TODO add biomart python API functions here

"""

import sys

import re

import os, os.path

import subprocess as sp

import glob

def download_mapping_tsv(outdir, release='latest'):

  """

  Download an Ensembl identifier mapping file (HGNC <-> ENSP)

  Parameters

  ----------

  outdir: str

    Directory to place downloaded file in; file will be named as it is on EBI's FTP server

  release: int or str

    either 'latest' or a specific release number such as '97'

  Returns

  -------

  rv : str or None

    the downloaded filepath or None if it cannot be determined (due to glob wildcards matching multiple files)

  TODO

  ----

  """

  rv = None

  url = None

  if release == 'latest':

    url = 'ftp://ftp.ensembl.org/pub/current_tsv/homo_sapiens/Homo_sapiens.GRCh38.*.refseq.tsv.gz'

  else:

    url = 'ftp://ftp.ensembl.org/pub/release-{}/tsv/homo_sapiens/Homo_sapiens.GRCh38.{}.refseq.tsv.gz'.format(release, release)

  bn = os.path.basename(url)

  fpath = os.path.join(outdir, bn)

  glob_rv = glob.glob(fpath)

  if len(glob_rv) == 1:

    rv = glob_rv[0]

  args = ['wget', url]

  sp.check_call(args, cwd=outdir)

  return rv

def parse_mapping_tsv(fh, key_index=0, value_index=1, delim='\t'):

  """

  Parse a TSV file like the file at

    ftp://ftp.ensembl.org/pub/release-94/tsv/homo_sapiens/Homo_sapiens.GRCh38.94.refseq.tsv.gz

  into a mapping

  """

  rv = {}

  if type(fh) is str:

    fh = open(fh, 'r')

  for line in fh:

    line = line.rstrip()

    words = line.split(delim)

    # some values for key_index may be missing, skip those entries in the file

    if key_index >= len(words):

      continue

    key = words[key_index]

    value = None

    if(len(words) > value_index):

      value = words[value_index]

    else:

      # TODO warn?

      pass

    if value is not None:

      if key not in rv:

        rv[key] = set()

      rv[key].add(value)

  return rv

def map_hgnc_to_ensps(fh):

  """

  Return map from HGNC symbol to many ENSPs

  Parameters

  ----------

  fh : file-like

    database file from dl_ensembl_map: 4 column TSV of HGNC, ENSG, ENST, ENSP

  Returns

  -------

  rv : dict

    mapping of HGNC symbol to a set of ENSPs

  """

  return parse_mapping_tsv(fh, key_index=0, value_index=3)

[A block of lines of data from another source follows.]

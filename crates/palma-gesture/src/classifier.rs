//! Pure hand-pose classifier.
//!
//! Landmark indices follow the 21-point hand skeleton: 0 is the wrist,
//! then four points per finger from base to tip (thumb 1-4, index 5-8,
//! middle 9-12, ring 13-16, pinky 17-20).

use palma_core::{FingerState, GestureLabel, HandObservation, HandSide, Landmark};

const THUMB_TIP: usize = 4;
const THUMB_IP: usize = 3;

/// Tips of index, middle, ring and pinky. Each finger's proximal joint
/// sits two indices below its tip.
const FINGER_TIPS: [usize; 4] = [8, 12, 16, 20];

/// Derive the raised/lowered status of every finger.
///
/// Returns `None` for malformed observations (wrong point count or
/// non-finite coordinates).
pub fn finger_state(obs: &HandObservation) -> Option<FingerState> {
    if !obs.is_complete() || !obs.landmarks.iter().all(is_finite) {
        return None;
    }
    let lm = &obs.landmarks;

    // Thumb moves sideways, so compare x; which way is "out" depends on the hand.
    let thumb = match obs.side {
        HandSide::Right => lm[THUMB_TIP].x > lm[THUMB_IP].x,
        HandSide::Left => lm[THUMB_TIP].x < lm[THUMB_IP].x,
    };

    let [index, middle, ring, pinky] = FINGER_TIPS.map(|tip| lm[tip].y < lm[tip - 2].y);

    Some(FingerState {
        thumb,
        index,
        middle,
        ring,
        pinky,
    })
}

/// Map a finger state onto a gesture label using the first-match table.
pub fn classify_fingers(fingers: &FingerState) -> GestureLabel {
    let FingerState {
        thumb,
        index,
        middle,
        ring,
        pinky,
    } = *fingers;

    match fingers.raised_count() {
        0 => GestureLabel::Fist,
        5 => GestureLabel::OpenHand,
        1 if index => GestureLabel::OneFinger,
        1 if thumb => GestureLabel::ThumbsUp,
        2 if index && middle => GestureLabel::Peace,
        2 if thumb && pinky => GestureLabel::CallMe,
        3 if index && middle && ring => GestureLabel::Three,
        4 if !thumb => GestureLabel::Four,
        _ => GestureLabel::Unknown,
    }
}

/// Classify one frame. An absent or malformed observation yields `None`.
pub fn classify(obs: Option<&HandObservation>) -> GestureLabel {
    obs.and_then(finger_state)
        .map(|fingers| classify_fingers(&fingers))
        .unwrap_or(GestureLabel::None)
}

fn is_finite(l: &Landmark) -> bool {
    l.x.is_finite() && l.y.is_finite() && l.z.is_finite()
}
//! CLI argument definitions for the Palma application.
//!
//! Priority resolution: CLI args > env vars > config file > defaults.

use clap::Parser;
use palma_core::config::expand_home;
use palma_core::PalmaConfig;
use std::path::PathBuf;

/// Palma - a hands-free voice assistant driven by hand gestures.
#[derive(Parser, Debug)]
#[command(name = "palma", version, about)]
pub struct CliArgs {
    /// Path to the configuration file.
    #[arg(short = 'c', long = "config")]
    pub config: Option<PathBuf>,

    /// Data directory for audio, screenshots, history and the audit log.
    #[arg(short = 'd', long = "data-dir")]
    pub data_dir: Option<PathBuf>,

    /// Log level (trace, debug, info, warn, error).
    #[arg(short = 'l', long = "log-level")]
    pub log_level: Option<String>,

    /// Conversational backend: ollama, openai or groq.
    #[arg(long = "provider")]
    pub provider: Option<String>,

    /// Model name for the conversational backend.
    #[arg(long = "model")]
    pub model: Option<String>,

    /// Print replies instead of speaking them.
    #[arg(long = "no-speech")]
    pub no_speech: bool,

    /// JSON-lines recording of hand-tracker output. Reads stdin when omitted.
    #[arg(short = 'r', long = "replay")]
    pub replay: Option<PathBuf>,
}

impl CliArgs {
    /// Priority: --config flag > PALMA_CONFIG env var > ~/.palma/config.toml.
    pub fn resolve_config_path(&self) -> PathBuf {
        self.resolve_config_path_with(|var| std::env::var(var).ok())
    }

    fn resolve_config_path_with(&self, env: impl Fn(&str) -> Option<String>) -> PathBuf {
        if let Some(ref p) = self.config {
            return p.clone();
        }
        if let Some(p) = env("PALMA_CONFIG") {
            return PathBuf::from(p);
        }
        expand_home("~/.palma/config.toml")
    }

    /// Apply flag and env overrides to a loaded config.
    pub fn apply(&self, config: &mut PalmaConfig) {
        self.apply_with(config, |var| std::env::var(var).ok())
    }

    fn apply_with(&self, config: &mut PalmaConfig, env: impl Fn(&str) -> Option<String>) {
        if let Some(dir) = self
            .data_dir
            .as_ref()
            .map(|p| p.to_string_lossy().to_string())
            .or_else(|| env("PALMA_DATA_DIR"))
        {
            config.general.data_dir = dir;
        }
        if let Some(level) = self.log_level.clone() {
            config.general.log_level = level;
        }
        if let Some(provider) = self.provider.clone().or_else(|| env("PALMA_PROVIDER")) {
            config.assistant.provider = provider;
        }
        if let Some(model) = self.model.clone().or_else(|| env("PALMA_MODEL")) {
            config.assistant.model = model;
        }
        if self.no_speech {
            config.speech.enabled = false;
        }
    }
}
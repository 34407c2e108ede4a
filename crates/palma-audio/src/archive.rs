use std::path::{Path, PathBuf};

use chrono::Utc;
use uuid::Uuid;

use crate::error::AudioError;
use crate::recorder::AudioClip;

/// Keeps captured command audio on disk for audit.
///
/// Clips are written as 16-bit mono WAV files named
/// `command_<YYYYmmdd_HHMMSS>_<id>.wav`.
#[derive(Debug, Clone)]
pub struct AudioArchive {
    dir: PathBuf,
}

impl AudioArchive {
    pub fn new(dir: impl Into<PathBuf>) -> Self {
        Self { dir: dir.into() }
    }

    pub fn dir(&self) -> &Path {
        &self.dir
    }

    /// Write `clip` to a new file and return its path.
    pub fn save(&self, clip: &AudioClip, id: Uuid) -> Result<PathBuf, AudioError> {
        if clip.is_empty() {
            return Err(AudioError::Archive("refusing to archive an empty clip".to_string()));
        }
        std::fs::create_dir_all(&self.dir)?;

        let short_id: String = id.simple().to_string().chars().take(8).collect();
        let name = format!(
            "command_{}_{}.wav",
            Utc::now().format("%Y%m%d_%H%M%S"),
            short_id
        );
        let path = self.dir.join(name);

        let spec = hound::WavSpec {
            channels: 1,
            sample_rate: clip.sample_rate,
            bits_per_sample: 16,
            sample_format: hound::SampleFormat::Int,
        };
        let mut writer = hound::WavWriter::create(&path, spec)?;
        for &sample in &clip.samples {
            let s = (sample * 32767.0).clamp(-32768.0, 32767.0) as i16;
            writer.write_sample(s)?;
        }
        writer.finalize()?;

        tracing::debug!(path = %path.display(), samples = clip.samples.len(), "Archived command audio");
        Ok(path)
    }
}

#[cfg(test)]
mod tests {
    use super::*;

    #[test]
    fn test_save_writes_readable_wav() {
        let dir = tempfile::tempdir().unwrap();
        let archive = AudioArchive::new(dir.path().join("audio"));
        let clip = AudioClip::new(vec![0.0, 0.5, -0.5, 1.0, -1.0], 16_000);

        let path = archive.save(&clip, Uuid::new_v4()).unwrap();
        let name = path.file_name().unwrap().to_string_lossy().to_string();
        assert!(name.starts_with("command_"));
        assert!(name.ends_with(".wav"));

        let mut reader = hound::WavReader::open(&path).unwrap();
        let spec = reader.spec();
        assert_eq!(spec.channels, 1);
        assert_eq!(spec.sample_rate, 16_000);
        assert_eq!(spec.bits_per_sample, 16);

        let samples: Vec<i16> = reader.samples::<i16>().map(|s| s.unwrap()).collect();
        assert_eq!(samples, vec![0, 16383, -16383, 32767, -32767]);
    }

    #[test]
    fn test_two_saves_do_not_collide() {
        let dir = tempfile::tempdir().unwrap();
        let archive = AudioArchive::new(dir.path());
        let clip = AudioClip::new(vec![0.1; 160], 16_000);

        let a = archive.save(&clip, Uuid::new_v4()).unwrap();
        let b = archive.save(&clip, Uuid::new_v4()).unwrap();
        assert_ne!(a, b);
        assert_eq!(std::fs::read_dir(dir.path()).unwrap().count(), 2);
    }

    #[test]
    fn test_empty_clip_is_rejected() {
        let dir = tempfile::tempdir().unwrap();
        let archive = AudioArchive::new(dir.path());
        let err = archive.save(&AudioClip::new(vec![], 16_000), Uuid::new_v4()).unwrap_err();
        assert!(matches!(err, AudioError::Archive(_)));
    }
}
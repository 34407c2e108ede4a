//! Error types for command handlers.
//!
//! Handler errors are read back to the user, so their messages are in
//! Portuguese.

use palma_core::PalmaError;

/// Errors from running a command handler.
#[derive(Debug, thiserror::Error)]
pub enum ActionError {
    #[error("{0} não disponível neste sistema")]
    Unavailable(String),
    #[error("falha ao executar {program}: {reason}")]
    LaunchFailed { program: String, reason: String },
    #[error("Termo de busca não encontrado")]
    MissingSearchTerm,
    #[error("erro de E/S: {0}")]
    Io(#[from] std::io::Error),
}

impl From<ActionError> for PalmaError {
    fn from(err: ActionError) -> Self {
        match err {
            ActionError::Io(e) => PalmaError::Io(e),
            other => PalmaError::Command(other.to_string()),
        }
    }
}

def filter_one_to_many(hgnc_to_ensps_map, G):

  """

  Return a map from HGNC symbol to one ENSP. The one is chosen to be the first ENSP in G.

  ENSPs are examined in sorted order.

  Parameters

  ----------

  hgnc_to_ensps_map : dict

    return value of map_hgnc_to_ensps

  copy_map : dict

    map hgnc to the number of ENSP in the map that also appear in G

  G : nx.Graph

    protein-protein interaction network such as STRING

  """

  rv = {}

  copy_map = {}

  for hgnc, ensps in hgnc_to_ensps_map.items():

    ensps = sorted(ensps)

    any_ensp_in_G = False

    for ensp in ensps:

      if ensp in G:

        any_ensp_in_G = True

        if hgnc in rv:

          # then this is the second ENSP in G

          if hgnc in copy_map:

            copy_map[hgnc] += 1

          else:

            copy_map[hgnc] = 2

        else:

          rv[hgnc] = ensp

    if not any_ensp_in_G:

      # then use the first ensp in sorted order

      if len(ensps) > 0:

        rv[hgnc] = ensps[0]

  return rv, copy_map

def map_ensp_to_hgnc(fh):

  rv = {}

  for line in fh:

    line = line.rstrip()

    words = line.split('\t')

    hgnc_symbol = words[0]

    ensp_id = None

    if(len(words) >= 4):

      ensp_id = words[3]

    if ensp_id is not None:

      if ensp_id in rv:

        sys.stderr.write("Encountered ENSP id {} more than once\n".format(ensp_id))

      rv[ensp_id] = hgnc_symbol

  return rv

def apply_map(word_map, gene_list_fh):

  """

  Read words (one per line) from gene_list_fh and apply word_map.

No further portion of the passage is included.